**TASK ITEM**
In the listing below, the line containing "order never changes." marks the end; copy exactly every line from the first through that one.

**THE DATA**
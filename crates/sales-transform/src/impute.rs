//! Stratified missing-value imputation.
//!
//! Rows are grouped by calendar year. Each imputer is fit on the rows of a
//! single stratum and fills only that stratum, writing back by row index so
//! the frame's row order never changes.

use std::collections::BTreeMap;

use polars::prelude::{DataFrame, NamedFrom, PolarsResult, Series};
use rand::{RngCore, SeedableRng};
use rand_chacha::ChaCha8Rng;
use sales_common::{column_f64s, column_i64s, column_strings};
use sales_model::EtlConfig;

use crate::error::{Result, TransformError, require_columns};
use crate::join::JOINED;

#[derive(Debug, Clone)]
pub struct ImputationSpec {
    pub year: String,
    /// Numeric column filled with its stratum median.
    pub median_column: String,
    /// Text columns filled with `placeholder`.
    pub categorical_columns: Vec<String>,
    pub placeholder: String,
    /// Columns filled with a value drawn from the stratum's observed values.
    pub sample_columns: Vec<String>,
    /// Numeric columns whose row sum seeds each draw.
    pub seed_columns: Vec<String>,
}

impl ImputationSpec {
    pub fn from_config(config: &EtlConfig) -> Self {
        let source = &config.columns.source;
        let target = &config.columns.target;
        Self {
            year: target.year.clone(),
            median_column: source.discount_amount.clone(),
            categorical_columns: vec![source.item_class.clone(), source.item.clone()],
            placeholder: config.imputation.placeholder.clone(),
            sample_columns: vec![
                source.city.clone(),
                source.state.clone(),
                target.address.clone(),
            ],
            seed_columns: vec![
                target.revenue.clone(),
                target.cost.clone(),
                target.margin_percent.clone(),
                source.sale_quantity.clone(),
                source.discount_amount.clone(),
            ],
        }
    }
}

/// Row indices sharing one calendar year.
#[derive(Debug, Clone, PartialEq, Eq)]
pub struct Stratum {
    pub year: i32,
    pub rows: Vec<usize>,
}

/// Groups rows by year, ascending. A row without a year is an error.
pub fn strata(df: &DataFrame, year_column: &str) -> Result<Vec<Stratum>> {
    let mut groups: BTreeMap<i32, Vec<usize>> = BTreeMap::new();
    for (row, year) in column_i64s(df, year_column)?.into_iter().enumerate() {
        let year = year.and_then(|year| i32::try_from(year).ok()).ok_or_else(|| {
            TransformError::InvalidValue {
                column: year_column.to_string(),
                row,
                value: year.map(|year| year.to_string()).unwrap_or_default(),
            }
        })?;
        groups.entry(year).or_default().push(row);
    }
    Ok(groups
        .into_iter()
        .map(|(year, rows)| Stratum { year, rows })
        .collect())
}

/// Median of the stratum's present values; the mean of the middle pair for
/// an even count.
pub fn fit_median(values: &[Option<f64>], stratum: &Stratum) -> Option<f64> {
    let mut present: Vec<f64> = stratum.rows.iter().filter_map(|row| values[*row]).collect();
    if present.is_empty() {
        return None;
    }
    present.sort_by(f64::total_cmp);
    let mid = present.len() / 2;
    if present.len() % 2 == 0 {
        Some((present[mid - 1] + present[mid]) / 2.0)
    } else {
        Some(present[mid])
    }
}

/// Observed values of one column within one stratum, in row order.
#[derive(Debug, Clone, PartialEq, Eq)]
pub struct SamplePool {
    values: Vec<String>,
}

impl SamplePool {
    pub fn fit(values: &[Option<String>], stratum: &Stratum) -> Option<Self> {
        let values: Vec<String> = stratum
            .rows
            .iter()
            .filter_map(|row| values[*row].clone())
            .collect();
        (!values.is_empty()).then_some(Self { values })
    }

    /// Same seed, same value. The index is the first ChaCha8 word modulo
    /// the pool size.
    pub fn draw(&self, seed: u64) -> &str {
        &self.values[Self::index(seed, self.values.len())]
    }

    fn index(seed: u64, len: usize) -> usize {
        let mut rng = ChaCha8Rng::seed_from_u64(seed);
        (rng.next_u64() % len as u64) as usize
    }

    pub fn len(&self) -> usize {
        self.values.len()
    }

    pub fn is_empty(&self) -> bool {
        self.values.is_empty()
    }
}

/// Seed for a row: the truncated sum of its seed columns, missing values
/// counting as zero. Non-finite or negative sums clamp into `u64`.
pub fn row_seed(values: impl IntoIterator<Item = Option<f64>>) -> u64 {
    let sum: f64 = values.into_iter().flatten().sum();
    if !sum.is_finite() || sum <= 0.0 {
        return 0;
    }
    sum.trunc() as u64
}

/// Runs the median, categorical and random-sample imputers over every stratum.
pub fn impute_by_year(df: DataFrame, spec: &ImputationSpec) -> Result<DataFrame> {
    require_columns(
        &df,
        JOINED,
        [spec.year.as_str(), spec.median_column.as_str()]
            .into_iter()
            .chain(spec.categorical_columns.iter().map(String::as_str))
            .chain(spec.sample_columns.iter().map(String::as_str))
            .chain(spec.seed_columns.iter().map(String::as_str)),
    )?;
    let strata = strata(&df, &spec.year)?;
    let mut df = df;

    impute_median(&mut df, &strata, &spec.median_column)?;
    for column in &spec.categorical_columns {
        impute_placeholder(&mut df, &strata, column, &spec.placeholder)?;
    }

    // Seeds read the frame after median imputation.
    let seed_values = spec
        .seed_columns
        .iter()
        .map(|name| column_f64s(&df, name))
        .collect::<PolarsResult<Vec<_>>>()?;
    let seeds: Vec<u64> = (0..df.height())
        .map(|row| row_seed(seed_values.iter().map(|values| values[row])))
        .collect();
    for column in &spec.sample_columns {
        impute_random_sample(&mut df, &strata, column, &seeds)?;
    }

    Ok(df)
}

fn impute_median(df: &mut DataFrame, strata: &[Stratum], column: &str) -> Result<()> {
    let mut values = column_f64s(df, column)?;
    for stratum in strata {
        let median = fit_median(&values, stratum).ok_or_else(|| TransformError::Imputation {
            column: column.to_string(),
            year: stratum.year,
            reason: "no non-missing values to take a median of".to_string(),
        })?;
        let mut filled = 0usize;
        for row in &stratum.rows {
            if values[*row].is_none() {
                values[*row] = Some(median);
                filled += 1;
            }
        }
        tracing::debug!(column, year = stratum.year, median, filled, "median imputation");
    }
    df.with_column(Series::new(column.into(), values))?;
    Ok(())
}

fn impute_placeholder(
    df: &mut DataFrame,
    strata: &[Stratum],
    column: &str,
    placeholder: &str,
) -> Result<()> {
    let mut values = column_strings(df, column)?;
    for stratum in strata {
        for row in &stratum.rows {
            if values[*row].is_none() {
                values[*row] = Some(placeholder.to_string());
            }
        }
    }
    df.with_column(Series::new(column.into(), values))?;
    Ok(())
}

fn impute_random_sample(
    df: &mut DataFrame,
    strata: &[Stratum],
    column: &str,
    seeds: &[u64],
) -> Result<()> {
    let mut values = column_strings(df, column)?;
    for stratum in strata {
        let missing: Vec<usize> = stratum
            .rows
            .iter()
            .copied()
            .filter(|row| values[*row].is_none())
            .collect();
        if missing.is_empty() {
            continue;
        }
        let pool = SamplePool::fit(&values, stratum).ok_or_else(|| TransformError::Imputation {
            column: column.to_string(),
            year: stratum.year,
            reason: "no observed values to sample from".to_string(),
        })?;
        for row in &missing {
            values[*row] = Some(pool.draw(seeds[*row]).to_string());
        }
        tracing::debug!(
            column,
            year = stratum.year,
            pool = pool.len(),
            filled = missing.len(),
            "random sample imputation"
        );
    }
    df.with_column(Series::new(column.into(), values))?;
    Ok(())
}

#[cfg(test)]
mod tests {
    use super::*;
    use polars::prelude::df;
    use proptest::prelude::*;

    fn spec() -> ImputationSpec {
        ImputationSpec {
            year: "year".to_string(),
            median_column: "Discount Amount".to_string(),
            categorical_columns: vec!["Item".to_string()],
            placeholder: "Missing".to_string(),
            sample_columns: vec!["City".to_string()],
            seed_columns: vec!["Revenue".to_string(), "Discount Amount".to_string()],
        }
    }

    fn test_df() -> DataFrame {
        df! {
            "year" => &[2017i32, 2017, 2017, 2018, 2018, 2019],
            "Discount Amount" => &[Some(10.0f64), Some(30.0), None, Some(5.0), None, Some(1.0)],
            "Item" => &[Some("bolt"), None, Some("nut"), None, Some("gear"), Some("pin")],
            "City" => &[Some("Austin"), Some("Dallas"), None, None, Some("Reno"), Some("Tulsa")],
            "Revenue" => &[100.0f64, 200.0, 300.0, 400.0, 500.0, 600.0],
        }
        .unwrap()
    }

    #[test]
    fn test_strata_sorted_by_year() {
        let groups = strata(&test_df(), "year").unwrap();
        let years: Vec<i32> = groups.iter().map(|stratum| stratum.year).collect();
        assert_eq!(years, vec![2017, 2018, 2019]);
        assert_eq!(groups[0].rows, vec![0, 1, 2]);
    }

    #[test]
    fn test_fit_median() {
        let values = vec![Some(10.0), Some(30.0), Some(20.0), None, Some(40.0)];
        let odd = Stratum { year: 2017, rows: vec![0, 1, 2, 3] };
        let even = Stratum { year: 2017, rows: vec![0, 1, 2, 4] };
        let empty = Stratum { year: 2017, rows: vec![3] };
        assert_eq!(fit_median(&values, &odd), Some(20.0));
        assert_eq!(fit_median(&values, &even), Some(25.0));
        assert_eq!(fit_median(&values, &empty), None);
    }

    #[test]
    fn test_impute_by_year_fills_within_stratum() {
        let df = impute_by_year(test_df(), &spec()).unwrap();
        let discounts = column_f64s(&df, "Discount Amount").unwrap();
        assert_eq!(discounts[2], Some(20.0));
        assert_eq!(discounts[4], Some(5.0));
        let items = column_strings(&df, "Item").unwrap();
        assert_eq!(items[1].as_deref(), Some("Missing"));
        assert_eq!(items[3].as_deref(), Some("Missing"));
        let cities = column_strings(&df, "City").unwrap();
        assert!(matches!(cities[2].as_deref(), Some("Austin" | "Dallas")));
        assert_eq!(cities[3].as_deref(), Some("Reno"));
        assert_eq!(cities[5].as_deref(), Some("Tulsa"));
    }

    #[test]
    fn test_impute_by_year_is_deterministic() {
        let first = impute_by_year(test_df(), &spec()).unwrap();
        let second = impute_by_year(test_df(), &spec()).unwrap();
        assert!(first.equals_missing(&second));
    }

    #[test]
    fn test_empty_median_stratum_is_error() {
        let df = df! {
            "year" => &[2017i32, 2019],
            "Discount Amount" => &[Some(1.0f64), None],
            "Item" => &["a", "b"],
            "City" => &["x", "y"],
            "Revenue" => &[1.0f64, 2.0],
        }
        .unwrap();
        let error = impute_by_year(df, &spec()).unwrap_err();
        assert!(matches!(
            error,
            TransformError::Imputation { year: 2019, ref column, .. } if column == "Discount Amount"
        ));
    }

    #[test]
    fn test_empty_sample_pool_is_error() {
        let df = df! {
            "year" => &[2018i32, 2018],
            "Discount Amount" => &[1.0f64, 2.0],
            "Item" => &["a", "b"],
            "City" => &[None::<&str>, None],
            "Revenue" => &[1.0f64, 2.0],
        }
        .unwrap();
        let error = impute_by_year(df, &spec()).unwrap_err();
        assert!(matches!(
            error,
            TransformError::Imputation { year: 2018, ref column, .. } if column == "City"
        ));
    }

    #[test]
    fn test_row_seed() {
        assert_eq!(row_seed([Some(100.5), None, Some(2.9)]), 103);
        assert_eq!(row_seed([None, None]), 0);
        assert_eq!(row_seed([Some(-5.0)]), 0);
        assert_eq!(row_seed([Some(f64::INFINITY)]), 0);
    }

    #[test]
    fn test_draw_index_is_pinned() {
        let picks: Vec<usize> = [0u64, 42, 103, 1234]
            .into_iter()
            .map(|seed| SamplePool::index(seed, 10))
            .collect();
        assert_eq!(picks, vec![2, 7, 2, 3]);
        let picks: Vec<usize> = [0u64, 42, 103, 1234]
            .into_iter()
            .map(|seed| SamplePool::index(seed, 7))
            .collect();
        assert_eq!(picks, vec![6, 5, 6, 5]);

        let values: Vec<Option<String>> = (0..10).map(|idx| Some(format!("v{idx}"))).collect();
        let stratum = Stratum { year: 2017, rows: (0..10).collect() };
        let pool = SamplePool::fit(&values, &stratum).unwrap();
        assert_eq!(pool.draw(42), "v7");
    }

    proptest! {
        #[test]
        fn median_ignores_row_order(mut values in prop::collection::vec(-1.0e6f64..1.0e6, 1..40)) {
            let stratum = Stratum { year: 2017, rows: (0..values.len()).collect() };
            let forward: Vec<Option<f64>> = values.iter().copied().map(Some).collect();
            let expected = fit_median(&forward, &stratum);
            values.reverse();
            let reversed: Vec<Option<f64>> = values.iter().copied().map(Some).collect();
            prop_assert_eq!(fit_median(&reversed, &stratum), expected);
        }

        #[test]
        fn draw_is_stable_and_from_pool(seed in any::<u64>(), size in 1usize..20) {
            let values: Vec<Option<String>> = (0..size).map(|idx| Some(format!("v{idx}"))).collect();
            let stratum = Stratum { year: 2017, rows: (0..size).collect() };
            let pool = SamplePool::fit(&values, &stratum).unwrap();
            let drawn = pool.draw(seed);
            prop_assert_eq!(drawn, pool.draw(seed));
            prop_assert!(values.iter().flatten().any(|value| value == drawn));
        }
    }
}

**ANSWER TO THIS PROBLEM**
filename crates/sales-transform/src/impute.rs
//! Stratified missing-value imputation.
//!
//! Rows are grouped by calendar year. Each imputer is fit on the rows of a
//! single stratum and fills only that stratum, writing back by row index so
//! the frame's row order never changes.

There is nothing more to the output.